__WORK TO BE COMPLETED__. Every entry below is to be copied exactly as written.

+---+

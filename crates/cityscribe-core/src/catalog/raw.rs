// crates/cityscribe-core/src/catalog/raw.rs
use super::product::{Product, ProductKind};
use super::review::{parse_date, Rating, Review};
use crate::error::Result;
use serde::Deserialize;
use std::io::Read;
use tracing::debug;

/// Raw review as it comes from JSON.
#[derive(Debug, Deserialize)]
pub struct ReviewRaw {
    pub id: String,
    pub author: String,
    pub date: String,
    #[serde(default)]
    pub comment: String,
    pub rating: RatingRaw,
}

#[derive(Debug, Deserialize)]
pub struct RatingRaw {
    pub service: f64,
    pub price: f64,
    pub value: f64,
    pub quality: f64,
}

/// Raw product as it comes from JSON.
///
/// Anything missing gets the same default [`Product::new`] would pick.
#[derive(Debug, Deserialize)]
pub struct ProductRaw {
    #[serde(default)]
    pub id: Option<String>,
    pub name: String,
    #[serde(default)]
    pub description: String,
    pub price: f64,
    #[serde(default)]
    pub brand: String,
    #[serde(default)]
    pub sizes: Vec<String>,
    #[serde(default)]
    pub active_size: Option<String>,
    #[serde(default)]
    pub quantity: u32,
    #[serde(default)]
    pub date: Option<String>,
    #[serde(default)]
    pub reviews: Vec<ReviewRaw>,
    #[serde(default)]
    pub images: Vec<String>,
    #[serde(default)]
    pub kind: ProductKind,
}

impl From<RatingRaw> for Rating {
    fn from(raw: RatingRaw) -> Self {
        Rating::new(raw.service, raw.price, raw.value, raw.quality)
    }
}

impl TryFrom<ReviewRaw> for Review {
    type Error = crate::error::ScribeError;

    fn try_from(raw: ReviewRaw) -> Result<Self> {
        Review::parse(raw.id, raw.author, &raw.date, raw.comment, raw.rating.into())
    }
}

impl TryFrom<ProductRaw> for Product {
    type Error = crate::error::ScribeError;

    fn try_from(raw: ProductRaw) -> Result<Self> {
        let mut product = Product::new(
            raw.name,
            raw.description,
            raw.price,
            raw.brand,
            raw.quantity,
            raw.images,
        )
        .with_kind(raw.kind);

        if let Some(id) = raw.id {
            product.set_id(id);
        }
        if let Some(date) = raw.date {
            product.set_date(parse_date(&date)?);
        }
        product.set_sizes(&raw.sizes);
        if let Some(active) = raw.active_size {
            product.set_active_size(&active);
        }
        let reviews = raw
            .reviews
            .into_iter()
            .map(Review::try_from)
            .collect::<Result<Vec<_>>>()?;
        product.set_reviews(reviews);

        Ok(product)
    }
}

/// Reads a JSON array of products.
pub fn products_from_reader<R: Read>(reader: R) -> Result<Vec<Product>> {
    let raw: Vec<ProductRaw> = serde_json::from_reader(reader)?;
    debug!(count = raw.len(), "loaded raw products");
    raw.into_iter().map(Product::try_from).collect()
}

pub fn products_from_str(json: &str) -> Result<Vec<Product>> {
    products_from_reader(json.as_bytes())
}

#[cfg(test)]
mod tests {
    use super::*;
    use crate::error::ScribeError;

    const CATALOG: &str = r#"[
        {
            "id": "245662",
            "name": "Shirt",
            "description": "A blue shirt",
            "price": 15.3,
            "brand": "MyClothesBrand",
            "sizes": ["xl", "l"],
            "active_size": "l",
            "quantity": 5,
            "date": "2023-09-11 10:10:10",
            "images": ["image 1"],
            "kind": { "type": "clothes", "material": "Syntetic", "color": "Blue" },
            "reviews": [
                {
                    "id": "12", "author": "Tom", "date": "2023-05-03 11:03:24",
                    "comment": "Very Good",
                    "rating": { "service": 1, "price": 2, "value": 3, "quality": 40 }
                }
            ]
        },
        { "name": "Cable", "price": 3.0 }
    ]"#;

    #[test]
    fn loads_and_normalises() {
        let products = products_from_str(CATALOG).unwrap();
        assert_eq!(products.len(), 2);

        let shirt = &products[0];
        assert_eq!(shirt.id(), "245662");
        assert_eq!(shirt.sizes(), ["XL", "L"]);
        assert_eq!(shirt.active_size(), Some("L"));
        assert_eq!(shirt.display_date(), "11.09.2023, 10:10:10");
        assert_eq!(shirt.reviews()[0].rating().quality(), 5.0);
        assert!(matches!(shirt.kind(), ProductKind::Clothes { .. }));

        let cable = &products[1];
        assert_eq!(cable.kind(), &ProductKind::General);
        assert_eq!(cable.id().len(), crate::catalog::GENERATED_ID_LEN);
        assert!(cable.reviews().is_empty());
    }

    #[test]
    fn bad_review_date_is_an_error() {
        let json = r#"[{ "name": "x", "price": 1.0, "reviews": [
            { "id": "1", "author": "a", "date": "soon", "rating":
              { "service": 1, "price": 1, "value": 1, "quality": 1 } } ] }]"#;
        assert!(matches!(
            products_from_str(json),
            Err(ScribeError::InvalidDate(_))
        ));
    }

    #[test]
    fn malformed_json_is_an_error() {
        assert!(matches!(
            products_from_str("{ not json"),
            Err(ScribeError::Json(_))
        ));
    }
}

+---+

__RESPONSE__.
filename crates/cityscribe-core/src/catalog/raw.rs
// crates/cityscribe-core/src/catalog/raw.rs
use super::product::{Product, ProductKind};
use super::review::{parse_date, Rating, Review};
use crate::error::Result;
use serde::Deserialize;
use std::io::Read;
use tracing::debug;

/// Raw review as it comes from JSON.
#[derive(Debug, Deserialize)]
pub struct ReviewRaw {
    pub id: String,
    pub author: String,
    pub date: String,
    #[serde(default)]
    pub comment: String,
    pub rating: RatingRaw,
}

#[derive(Debug, Deserialize)]
pub struct RatingRaw {
    pub service: f64,
    pub price: f64,
    pub value: f64,
    pub quality: f64,
}

/// Raw product as it comes from JSON.
///
/// Anything missing gets the same default [`Product::new`] would pick.
#[derive(Debug, Deserialize)]
pub struct ProductRaw {
    #[serde(default)]
    pub id: Option<String>,
    pub name: String,
    #[serde(default)]
    pub description: String,
    pub price: f64,
    #[serde(default)]
    pub brand: String,
    #[serde(default)]
    pub sizes: Vec<String>,
    #[serde(default)]
    pub active_size: Option<String>,
    #[serde(default)]
    pub quantity: u32,
    #[serde(default)]
    pub date: Option<String>,
    #[serde(default)]
    pub reviews: Vec<ReviewRaw>,
    #[serde(default)]
    pub images: Vec<String>,
    #[serde(default)]
    pub kind: ProductKind,
}

impl From<RatingRaw> for Rating {
    fn from(raw: RatingRaw) -> Self {
        Rating::new(raw.service, raw.price, raw.value, raw.quality)
    }
}

impl TryFrom<ReviewRaw> for Review {
    type Error = crate::error::ScribeError;

    fn try_from(raw: ReviewRaw) -> Result<Self> {
        Review::parse(raw.id, raw.author, &raw.date, raw.comment, raw.rating.into())
    }
}

impl TryFrom<ProductRaw> for Product {
    type Error = crate::error::ScribeError;

    fn try_from(raw: ProductRaw) -> Result<Self> {
        let mut product = Product::new(
            raw.name,
            raw.description,
            raw.price,
            raw.brand,
            raw.quantity,
            raw.images,
        )
        .with_kind(raw.kind);

        if let Some(id) = raw.id {
            product.set_id(id);
        }
        if let Some(date) = raw.date {
            product.set_date(parse_date(&date)?);
        }
        product.set_sizes(&raw.sizes);
        if let Some(active) = raw.active_size {
            product.set_active_size(&active);
        }
        let reviews = raw
            .reviews
            .into_iter()
            .map(Review::try_from)
            .collect::<Result<Vec<_>>>()?;
        product.set_reviews(reviews);

        Ok(product)
    }
}

/// Reads a JSON array of products.
pub fn products_from_reader<R: Read>(reader: R) -> Result<Vec<Product>> {
    let raw: Vec<ProductRaw> = serde_json::from_reader(reader)?;
    debug!(count = raw.len(), "loaded raw products");
    raw.into_iter().map(Product::try_from).collect()
}

pub fn products_from_str(json: &str) -> Result<Vec<Product>> {
    products_from_reader(json.as_bytes())
}

#[cfg(test)]
mod tests {
    use super::*;
    use crate::error::ScribeError;

    const CATALOG: &str = r#"[
        {
            "id": "245662",
            "name": "Shirt",
            "description": "A blue shirt",
            "price": 15.3,
            "brand": "MyClothesBrand",
            "sizes": ["xl", "l"],
            "active_size": "l",
            "quantity": 5,
            "date": "2023-09-11 10:10:10",
            "images": ["image 1"],
            "kind": { "type": "clothes", "material": "Syntetic", "color": "Blue" },
            "reviews": [
                {
                    "id": "12", "author": "Tom", "date": "2023-05-03 11:03:24",
                    "comment": "Very Good",
                    "rating": { "service": 1, "price": 2, "value": 3, "quality": 40 }
                }
            ]
        },
        { "name": "Cable", "price": 3.0 }
    ]"#;

    #[test]
    fn loads_and_normalises() {
        let products = products_from_str(CATALOG).unwrap();
        assert_eq!(products.len(), 2);

        let shirt = &products[0];
        assert_eq!(shirt.id(), "245662");
        assert_eq!(shirt.sizes(), ["XL", "L"]);
        assert_eq!(shirt.active_size(), Some("L"));
        assert_eq!(shirt.display_date(), "11.09.2023, 10:10:10");
        assert_eq!(shirt.reviews()[0].rating().quality(), 5.0);
        assert!(matches!(shirt.kind(), ProductKind::Clothes { .. }));

        let cable = &products[1];
        assert_eq!(cable.kind(), &ProductKind::General);
        assert_eq!(cable.id().len(), crate::catalog::GENERATED_ID_LEN);
        assert!(cable.reviews().is_empty());
    }

    #[test]
    fn bad_review_date_is_an_error() {
        let json = r#"[{ "name": "x", "price": 1.0, "reviews": [
            { "id": "1", "author": "a", "date": "soon", "rating":
              { "service": 1, "price": 1, "value": 1, "quality": 1 } } ] }]"#;
        assert!(matches!(
            products_from_str(json),
            Err(ScribeError::InvalidDate(_))
        ));
    }

    #[test]
    fn malformed_json_is_an_error() {
        assert!(matches!(
            products_from_str("{ not json"),
            Err(ScribeError::Json(_))
        ));
    }
}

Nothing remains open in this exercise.